Entre las imágenes de comparsas y personajes del Carnaval Dominicano incluidas en esta selección, destacan “Los chinos de Bonao”; “Los chivos de Dajabón”; “Roba la Gallina de Santiago”; “Diablo de Bonao”; “Diablo Metálico de La Vega”; “Lechones pepineros; “Pintaos de Barahona”; “Cachúas de Cabral”; “Diablos Cojuelos de Santo Domingo”; “Negros de La Joya”; “Tifuas de Azua y San Juan de la Maguana”; “Guloyas de San Pedro de Macorís; “Papeluses de Cotuí”; “Taimáscaros de Puerto Plata”; “Tiznaos de Villa Mella”; “Diablo negro de Cotuí”; “Toros de Montecristi” y “El Califé imperial”.
La diversidad de comparsas, personajes, rostros, máscaras, vestuarios, materiales, gestualidades, colores y recursos expresivos, son algunos de los detalles que más atraen la atención de este reconocido artista del lente a la hora de su incomparable celebración de la creatividad y la riqueza plástica características del Carnaval Dominicano. La notable calidad estética y el sugestivo impacto visual de estas imágenes son los principales elementos auspiciadores de la amplia difusión que en los últimos años adquiere esta paradigmática tradición cultural dominicana a través de las exitosas exposiciones de Mariano Hernández en importantes museos, galerías y centros culturales del Caribe, Europa y los Estados Unidos.

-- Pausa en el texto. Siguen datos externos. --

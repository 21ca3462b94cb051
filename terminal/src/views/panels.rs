use common::{CommandKind, ItemMetadata, Key, MenuView};
use ratatui::{
    style::{Color, Modifier, Style},
    text::{Line, Span},
    widgets::{Block, Borders, Paragraph, Wrap},
};

pub fn commands(menu: Option<&MenuView>) -> Paragraph<'static> {
    let Some(menu) = menu else {
        return Paragraph::new("").block(Block::default().title("Commands").borders(Borders::ALL));
    };

    let mut lines = Vec::new();
    if let Some(input) = &menu.input {
        lines.push(Line::from(vec![
            Span::styled("> ", Style::default().fg(Color::DarkGray)),
            Span::styled(
                format!("{}_", input),
                Style::default().fg(Color::Yellow).add_modifier(Modifier::BOLD),
            ),
        ]));
        lines.push(Line::from(Span::styled(
            "enter: confirm",
            Style::default().fg(Color::DarkGray),
        )));
    }

    for entry in &menu.entries {
        let mut name = entry.name.clone();
        if entry.kind != CommandKind::Action {
            name.push_str(" ...");
        }
        let mut spans = vec![
            Span::styled(
                format!("{:>5} ", Key::Char(entry.key)),
                Style::default().fg(Color::Cyan).add_modifier(Modifier::BOLD),
            ),
            Span::raw(name),
        ];
        if let Some(help) = &entry.help {
            spans.push(Span::styled(
                format!("  {}", help),
                Style::default().fg(Color::DarkGray),
            ));
        }
        lines.push(Line::from(spans));
    }

    Paragraph::new(lines).block(
        Block::default()
            .title(menu.title.clone())
            .borders(Borders::ALL),
    )
}

pub fn metadata(metadata: Option<&ItemMetadata>) -> Paragraph<'static> {
    let lines: Vec<Line> = match metadata {
        Some(metadata) if !metadata.entries.is_empty() => metadata
            .entries
            .iter()
            .map(|(key, value)| {
                Line::from(vec![
                    Span::styled(format!("{}: ", key), Style::default().fg(Color::Yellow)),
                    Span::raw(value.clone()),
                ])
            })
            .collect(),
        Some(_) => vec![Line::from("No metadata")],
        None => vec![Line::from("Press i to load an item")],
    };

    Paragraph::new(lines)
        .wrap(Wrap { trim: true })
        .block(Block::default().title("Info").borders(Borders::ALL))
}

pub fn play_info(text: &str) -> Paragraph<'static> {
    let lines: Vec<Line> = text.lines().map(|l| Line::from(l.to_string())).collect();
    Paragraph::new(lines)
        .style(Style::default().fg(Color::White))
        .block(Block::default().title("Playing").borders(Borders::ALL))
}

pub fn status(text: &str) -> Paragraph<'static> {
    Paragraph::new(format!(" {}", text)).style(Style::default().fg(Color::Gray).bg(Color::Black))
}
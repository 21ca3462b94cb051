use crate::keys::KeyCode;
use crate::playback::TimerId;

/// Everything the single consumer loop reacts to. Keys come from the input
/// device, ticks from the playback timer.
#[derive(Debug, Clone, Copy, PartialEq, Eq)]
pub enum Event {
    Key { code: KeyCode, shift: bool },
    Tick(TimerId),
    /// Nothing changed in the core, the screen just needs repainting.
    Redraw,
}
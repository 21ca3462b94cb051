use anyhow::{Context, Result};
use common::{Frame, FrameSink, ItemId, SaveOutcome};
use image::ImageFormat;
use std::fs;
use std::path::PathBuf;
use tracing::info;

/// Writes frames as `<root>/<id>/<index>.jpg`.
pub struct JpegSink {
    root: PathBuf,
}

impl JpegSink {
    pub fn new(root: PathBuf) -> Self {
        Self { root }
    }

    pub fn path_for(&self, item: ItemId, index: usize) -> PathBuf {
        self.root.join(item.to_string()).join(format!("{}.jpg", index))
    }
}

impl FrameSink for JpegSink {
    fn save_frame(&self, item: ItemId, index: usize, frame: &Frame) -> Result<SaveOutcome> {
        let path = self.path_for(item, index);
        if path.exists() {
            return Ok(SaveOutcome::Skipped(path));
        }

        if let Some(dir) = path.parent() {
            fs::create_dir_all(dir)
                .with_context(|| format!("Failed to create directory: {:?}", dir))?;
        }
        frame
            .save_with_format(&path, ImageFormat::Jpeg)
            .with_context(|| format!("Failed to write frame: {:?}", path))?;

        info!("saved frame {} of item {} to {:?}", index, item, path);
        Ok(SaveOutcome::Saved(path))
    }
}
pub mod assets;
pub mod sink;

pub use assets::AssetLoader;
pub use sink::JpegSink;
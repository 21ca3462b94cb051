use super::traits::PixelRenderer;
use super::types::Cell;
use image::Rgb;
use ratatui::style::Color;

/// Truecolor upper-half blocks: foreground is the top pixel, background the
/// bottom one.
pub struct HalfBlockRenderer;

impl PixelRenderer for HalfBlockRenderer {
    fn render_pair(&self, top: Rgb<u8>, bottom: Option<Rgb<u8>>) -> Cell {
        let bg = bottom.map(rgb).unwrap_or(Color::Reset);
        Cell::new('▀', rgb(top), bg)
    }
}

fn rgb(pixel: Rgb<u8>) -> Color {
    let [r, g, b] = pixel.0;
    Color::Rgb(r, g, b)
}
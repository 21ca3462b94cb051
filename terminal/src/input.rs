use anyhow::{Context, Result};
use common::{Event, KeyCode};
use crossterm::event::{self, Event as TermEvent, KeyCode as TermKeyCode, KeyEvent, KeyEventKind, KeyModifiers};
use std::thread::{self, JoinHandle};
use tokio::sync::mpsc::UnboundedSender;
use tracing::error;

/// Translate a crossterm key press into a core key event. Releases and
/// repeats are dropped, as are chords with Ctrl or Alt.
pub fn translate_key(key: KeyEvent) -> Option<Event> {
    if key.kind != KeyEventKind::Press {
        return None;
    }

    let shift = key.modifiers.contains(KeyModifiers::SHIFT);
    let code = if key
        .modifiers
        .intersects(KeyModifiers::CONTROL | KeyModifiers::ALT)
    {
        KeyCode::Other
    } else {
        match key.code {
            TermKeyCode::Char(c) => KeyCode::Char(c),
            TermKeyCode::Enter => KeyCode::Enter,
            TermKeyCode::Esc => KeyCode::Esc,
            TermKeyCode::Backspace => KeyCode::Backspace,
            TermKeyCode::Tab | TermKeyCode::BackTab => KeyCode::Tab,
            _ => KeyCode::Other,
        }
    };

    Some(Event::Key { code, shift })
}

/// Read terminal input on a dedicated thread and feed it into the event
/// queue. The thread ends when the queue is closed or input fails.
pub fn spawn_input_thread(events: UnboundedSender<Event>) -> Result<JoinHandle<()>> {
    thread::Builder::new()
        .name("input".to_string())
        .spawn(move || loop {
            let event = match event::read() {
                Ok(TermEvent::Key(key)) => translate_key(key),
                Ok(TermEvent::Resize(..)) => Some(Event::Redraw),
                Ok(_) => None,
                Err(err) => {
                    error!("Failed to read terminal input: {:?}", err);
                    break;
                }
            };

            if let Some(event) = event {
                if events.send(event).is_err() {
                    break;
                }
            }
        })
        .context("Failed to spawn input thread")
}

Precisamente, sobre la deliciosa taumaturgia estética del Carnaval que se materializa en la aventura íntima y en la mirada alucinatoria de Mariano Hernández, apunta el Dr. Odalis G. Pérez: “No sólo el carnaval, sino el detalle de la forma, la creatura luminosa, el signo de los tiempos. La síntesis y el cuerpo de la “cosa” fotográfica absorbida por la cámara-ojo de Mariano Hernández, aparecen frente al espectador como huellas de lo visible y lo cercano de la cultura insular con sus especificidades identitarias. Los contenidos generados por el ojo del fotógrafo complementan los ejes de la obra en cuyo espacio encontramos los principales núcleos de sentido”…
En síntesis / Mariano Hernández
Mariano Hernández nace en Jimaní, Independencia, el 30 de abril de 1954. A temprana edad se traslada a Puerto Plata. En 1978, es uno de los fundadores de FOTOGRUPO. Realizó estudios de arquitectura en la Universidad Autónoma de Santo Domingo y en la Universidad Central del Este. Ha participado en numerosos talleres y cursos de fotografía, tanto en el país como el extranjero. Realizó estudios especializados en “aplicación de la fotografía artística en las artes gráficas” en San José, Costa Rica. Ha obtenido importantes reconocimientos en el campo de la fotografía artística a nivel nacional e internacional. Es coautor de los libros “Carnaval de Santo Domingo”, con José del Castillo y Manuel García Arévalo; “El Carnaval Dominicano”, junto al reconocido folklorista e investigador Dagoberto Tejeda Ortiz y “MAGIA E IDENTIDAD/Los Bailes Folklóricos en la República Dominicana”, con Dagoberto Tejeda. En 1992, obtiene Diploma y Medalla de Honor en el concurso “V Centenario del Encuentro de las Culturas Europea y Americana”, organizado por la Federación Argentina de Fotografía y la FIAP, Buenos Aires, Argentina. En el 2002 es seleccionado entre los “250 Fotógrafos internacionales de fin de milenio”, Córdoba, España. Sus muestra “CARNAVAL DOMINICANO” se ha presentado exitosamente en el Marcus Garvey Hall, Washington D.C., USA; el Instituto Latinoamericano de Viena, Austria y la embajada dominicana en Roma, Italia. Mariano Hernández es miembro de la Fédération Internationale de l’Art Photographique (FIAP). En el 2018 y 2019 ha sido reconocido por el Ministerio de Cultura atendiendo a sus más de 30 años documentando y difundiendo el Carnaval Dominicano.